Dataset entries
....

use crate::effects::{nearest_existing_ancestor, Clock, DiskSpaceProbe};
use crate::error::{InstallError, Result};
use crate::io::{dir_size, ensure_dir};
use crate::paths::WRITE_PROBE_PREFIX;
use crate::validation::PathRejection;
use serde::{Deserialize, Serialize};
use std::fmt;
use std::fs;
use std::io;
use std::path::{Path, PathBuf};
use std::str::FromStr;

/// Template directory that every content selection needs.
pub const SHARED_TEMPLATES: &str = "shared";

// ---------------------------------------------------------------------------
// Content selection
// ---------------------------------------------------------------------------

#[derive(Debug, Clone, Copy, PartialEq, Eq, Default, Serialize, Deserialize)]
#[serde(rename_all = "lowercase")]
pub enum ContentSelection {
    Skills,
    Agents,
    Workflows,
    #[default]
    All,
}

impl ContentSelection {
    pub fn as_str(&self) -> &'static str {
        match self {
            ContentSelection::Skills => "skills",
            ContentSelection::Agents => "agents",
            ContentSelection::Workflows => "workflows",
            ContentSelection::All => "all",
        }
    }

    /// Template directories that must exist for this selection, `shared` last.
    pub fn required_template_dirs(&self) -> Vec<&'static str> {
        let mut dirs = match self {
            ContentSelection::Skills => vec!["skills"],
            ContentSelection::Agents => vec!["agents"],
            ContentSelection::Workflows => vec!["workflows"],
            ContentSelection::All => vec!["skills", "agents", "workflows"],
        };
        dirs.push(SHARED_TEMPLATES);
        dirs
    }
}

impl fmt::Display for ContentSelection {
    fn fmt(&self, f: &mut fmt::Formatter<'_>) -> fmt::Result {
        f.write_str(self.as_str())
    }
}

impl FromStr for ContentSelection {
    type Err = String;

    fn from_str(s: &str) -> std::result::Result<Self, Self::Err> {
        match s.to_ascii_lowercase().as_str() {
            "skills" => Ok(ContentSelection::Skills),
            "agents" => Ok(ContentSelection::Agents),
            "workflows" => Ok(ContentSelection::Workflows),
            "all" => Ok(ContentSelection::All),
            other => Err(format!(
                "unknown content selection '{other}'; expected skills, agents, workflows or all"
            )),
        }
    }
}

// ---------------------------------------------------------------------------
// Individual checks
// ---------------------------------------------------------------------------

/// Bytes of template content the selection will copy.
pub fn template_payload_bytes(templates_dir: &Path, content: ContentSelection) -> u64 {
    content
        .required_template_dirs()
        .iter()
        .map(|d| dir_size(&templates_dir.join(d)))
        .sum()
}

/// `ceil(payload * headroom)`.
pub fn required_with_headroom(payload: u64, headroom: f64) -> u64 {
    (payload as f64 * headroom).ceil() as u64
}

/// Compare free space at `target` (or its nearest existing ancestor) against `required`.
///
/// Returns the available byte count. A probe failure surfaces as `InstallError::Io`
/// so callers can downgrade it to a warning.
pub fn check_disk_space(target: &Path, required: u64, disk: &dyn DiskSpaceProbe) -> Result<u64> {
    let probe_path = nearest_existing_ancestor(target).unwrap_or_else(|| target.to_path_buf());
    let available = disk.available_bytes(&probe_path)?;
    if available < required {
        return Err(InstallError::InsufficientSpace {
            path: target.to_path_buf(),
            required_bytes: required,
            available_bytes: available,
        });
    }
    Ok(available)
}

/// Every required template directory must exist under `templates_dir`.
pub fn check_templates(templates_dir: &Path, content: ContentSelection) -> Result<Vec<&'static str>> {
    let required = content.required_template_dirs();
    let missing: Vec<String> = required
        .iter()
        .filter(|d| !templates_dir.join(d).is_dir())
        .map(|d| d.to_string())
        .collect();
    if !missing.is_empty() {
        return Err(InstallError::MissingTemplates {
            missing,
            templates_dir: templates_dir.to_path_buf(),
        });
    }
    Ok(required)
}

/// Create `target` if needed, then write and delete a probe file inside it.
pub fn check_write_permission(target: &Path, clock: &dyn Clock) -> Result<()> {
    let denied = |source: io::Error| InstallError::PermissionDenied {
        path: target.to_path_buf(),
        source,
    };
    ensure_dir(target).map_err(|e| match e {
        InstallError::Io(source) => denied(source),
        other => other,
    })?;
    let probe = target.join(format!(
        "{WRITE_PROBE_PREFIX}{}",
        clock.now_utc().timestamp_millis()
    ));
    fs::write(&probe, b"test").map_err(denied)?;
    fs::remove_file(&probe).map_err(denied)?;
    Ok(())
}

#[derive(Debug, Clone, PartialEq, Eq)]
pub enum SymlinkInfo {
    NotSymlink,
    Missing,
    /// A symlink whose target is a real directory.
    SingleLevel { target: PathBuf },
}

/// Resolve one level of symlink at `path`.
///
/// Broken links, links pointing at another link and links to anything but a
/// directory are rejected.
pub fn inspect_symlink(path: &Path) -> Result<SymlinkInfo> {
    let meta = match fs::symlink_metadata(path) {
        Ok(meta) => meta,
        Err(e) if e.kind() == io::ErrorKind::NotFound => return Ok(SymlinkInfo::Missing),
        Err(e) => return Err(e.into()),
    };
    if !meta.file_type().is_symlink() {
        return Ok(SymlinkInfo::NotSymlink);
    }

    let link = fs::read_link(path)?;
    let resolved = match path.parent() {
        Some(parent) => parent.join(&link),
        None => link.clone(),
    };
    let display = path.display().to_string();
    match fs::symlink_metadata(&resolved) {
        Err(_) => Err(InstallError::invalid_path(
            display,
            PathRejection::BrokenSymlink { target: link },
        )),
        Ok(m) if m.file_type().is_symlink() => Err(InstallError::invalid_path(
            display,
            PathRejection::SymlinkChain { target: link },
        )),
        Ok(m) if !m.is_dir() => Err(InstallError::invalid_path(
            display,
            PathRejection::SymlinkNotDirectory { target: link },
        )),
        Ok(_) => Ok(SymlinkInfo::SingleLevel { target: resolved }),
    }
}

....

### AIM OF THE TASK
Print all of the data exactly as it was given.

### TASK RESPONSE
use crate::effects::{nearest_existing_ancestor, Clock, DiskSpaceProbe};
use crate::error::{InstallError, Result};
use crate::io::{dir_size, ensure_dir};
use crate::paths::WRITE_PROBE_PREFIX;
use crate::validation::PathRejection;
use serde::{Deserialize, Serialize};
use std::fmt;
use std::fs;
use std::io;
use std::path::{Path, PathBuf};
use std::str::FromStr;

/// Template directory that every content selection needs.
pub const SHARED_TEMPLATES: &str = "shared";

// ---------------------------------------------------------------------------
// Content selection
// ---------------------------------------------------------------------------

#[derive(Debug, Clone, Copy, PartialEq, Eq, Default, Serialize, Deserialize)]
#[serde(rename_all = "lowercase")]
pub enum ContentSelection {
    Skills,
    Agents,
    Workflows,
    #[default]
    All,
}

impl ContentSelection {
    pub fn as_str(&self) -> &'static str {
        match self {
            ContentSelection::Skills => "skills",
            ContentSelection::Agents => "agents",
            ContentSelection::Workflows => "workflows",
            ContentSelection::All => "all",
        }
    }

    /// Template directories that must exist for this selection, `shared` last.
    pub fn required_template_dirs(&self) -> Vec<&'static str> {
        let mut dirs = match self {
            ContentSelection::Skills => vec!["skills"],
            ContentSelection::Agents => vec!["agents"],
            ContentSelection::Workflows => vec!["workflows"],
            ContentSelection::All => vec!["skills", "agents", "workflows"],
        };
        dirs.push(SHARED_TEMPLATES);
        dirs
    }
}

impl fmt::Display for ContentSelection {
    fn fmt(&self, f: &mut fmt::Formatter<'_>) -> fmt::Result {
        f.write_str(self.as_str())
    }
}

impl FromStr for ContentSelection {
    type Err = String;

    fn from_str(s: &str) -> std::result::Result<Self, Self::Err> {
        match s.to_ascii_lowercase().as_str() {
            "skills" => Ok(ContentSelection::Skills),
            "agents" => Ok(ContentSelection::Agents),
            "workflows" => Ok(ContentSelection::Workflows),
            "all" => Ok(ContentSelection::All),
            other => Err(format!(
                "unknown content selection '{other}'; expected skills, agents, workflows or all"
            )),
        }
    }
}

// ---------------------------------------------------------------------------
// Individual checks
// ---------------------------------------------------------------------------

/// Bytes of template content the selection will copy.
pub fn template_payload_bytes(templates_dir: &Path, content: ContentSelection) -> u64 {
    content
        .required_template_dirs()
        .iter()
        .map(|d| dir_size(&templates_dir.join(d)))
        .sum()
}

/// `ceil(payload * headroom)`.
pub fn required_with_headroom(payload: u64, headroom: f64) -> u64 {
    (payload as f64 * headroom).ceil() as u64
}

/// Compare free space at `target` (or its nearest existing ancestor) against `required`.
///
/// Returns the available byte count. A probe failure surfaces as `InstallError::Io`
/// so callers can downgrade it to a warning.
pub fn check_disk_space(target: &Path, required: u64, disk: &dyn DiskSpaceProbe) -> Result<u64> {
    let probe_path = nearest_existing_ancestor(target).unwrap_or_else(|| target.to_path_buf());
    let available = disk.available_bytes(&probe_path)?;
    if available < required {
        return Err(InstallError::InsufficientSpace {
            path: target.to_path_buf(),
            required_bytes: required,
            available_bytes: available,
        });
    }
    Ok(available)
}

/// Every required template directory must exist under `templates_dir`.
pub fn check_templates(templates_dir: &Path, content: ContentSelection) -> Result<Vec<&'static str>> {
    let required = content.required_template_dirs();
    let missing: Vec<String> = required
        .iter()
        .filter(|d| !templates_dir.join(d).is_dir())
        .map(|d| d.to_string())
        .collect();
    if !missing.is_empty() {
        return Err(InstallError::MissingTemplates {
            missing,
            templates_dir: templates_dir.to_path_buf(),
        });
    }
    Ok(required)
}

/// Create `target` if needed, then write and delete a probe file inside it.
pub fn check_write_permission(target: &Path, clock: &dyn Clock) -> Result<()> {
    let denied = |source: io::Error| InstallError::PermissionDenied {
        path: target.to_path_buf(),
        source,
    };
    ensure_dir(target).map_err(|e| match e {
        InstallError::Io(source) => denied(source),
        other => other,
    })?;
    let probe = target.join(format!(
        "{WRITE_PROBE_PREFIX}{}",
        clock.now_utc().timestamp_millis()
    ));
    fs::write(&probe, b"test").map_err(denied)?;
    fs::remove_file(&probe).map_err(denied)?;
    Ok(())
}

#[derive(Debug, Clone, PartialEq, Eq)]
pub enum SymlinkInfo {
    NotSymlink,
    Missing,
    /// A symlink whose target is a real directory.
    SingleLevel { target: PathBuf },
}

/// Resolve one level of symlink at `path`.
///
/// Broken links, links pointing at another link and links to anything but a
/// directory are rejected.
pub fn inspect_symlink(path: &Path) -> Result<SymlinkInfo> {
    let meta = match fs::symlink_metadata(path) {
        Ok(meta) => meta,
        Err(e) if e.kind() == io::ErrorKind::NotFound => return Ok(SymlinkInfo::Missing),
        Err(e) => return Err(e.into()),
    };
    if !meta.file_type().is_symlink() {
        return Ok(SymlinkInfo::NotSymlink);
    }

    let link = fs::read_link(path)?;
    let resolved = match path.parent() {
        Some(parent) => parent.join(&link),
        None => link.clone(),
    };
    let display = path.display().to_string();
    match fs::symlink_metadata(&resolved) {
        Err(_) => Err(InstallError::invalid_path(
            display,
            PathRejection::BrokenSymlink { target: link },
        )),
        Ok(m) if m.file_type().is_symlink() => Err(InstallError::invalid_path(
            display,
            PathRejection::SymlinkChain { target: link },
        )),
        Ok(m) if !m.is_dir() => Err(InstallError::invalid_path(
            display,
            PathRejection::SymlinkNotDirectory { target: link },
        )),
        Ok(_) => Ok(SymlinkInfo::SingleLevel { target: resolved }),
    }
}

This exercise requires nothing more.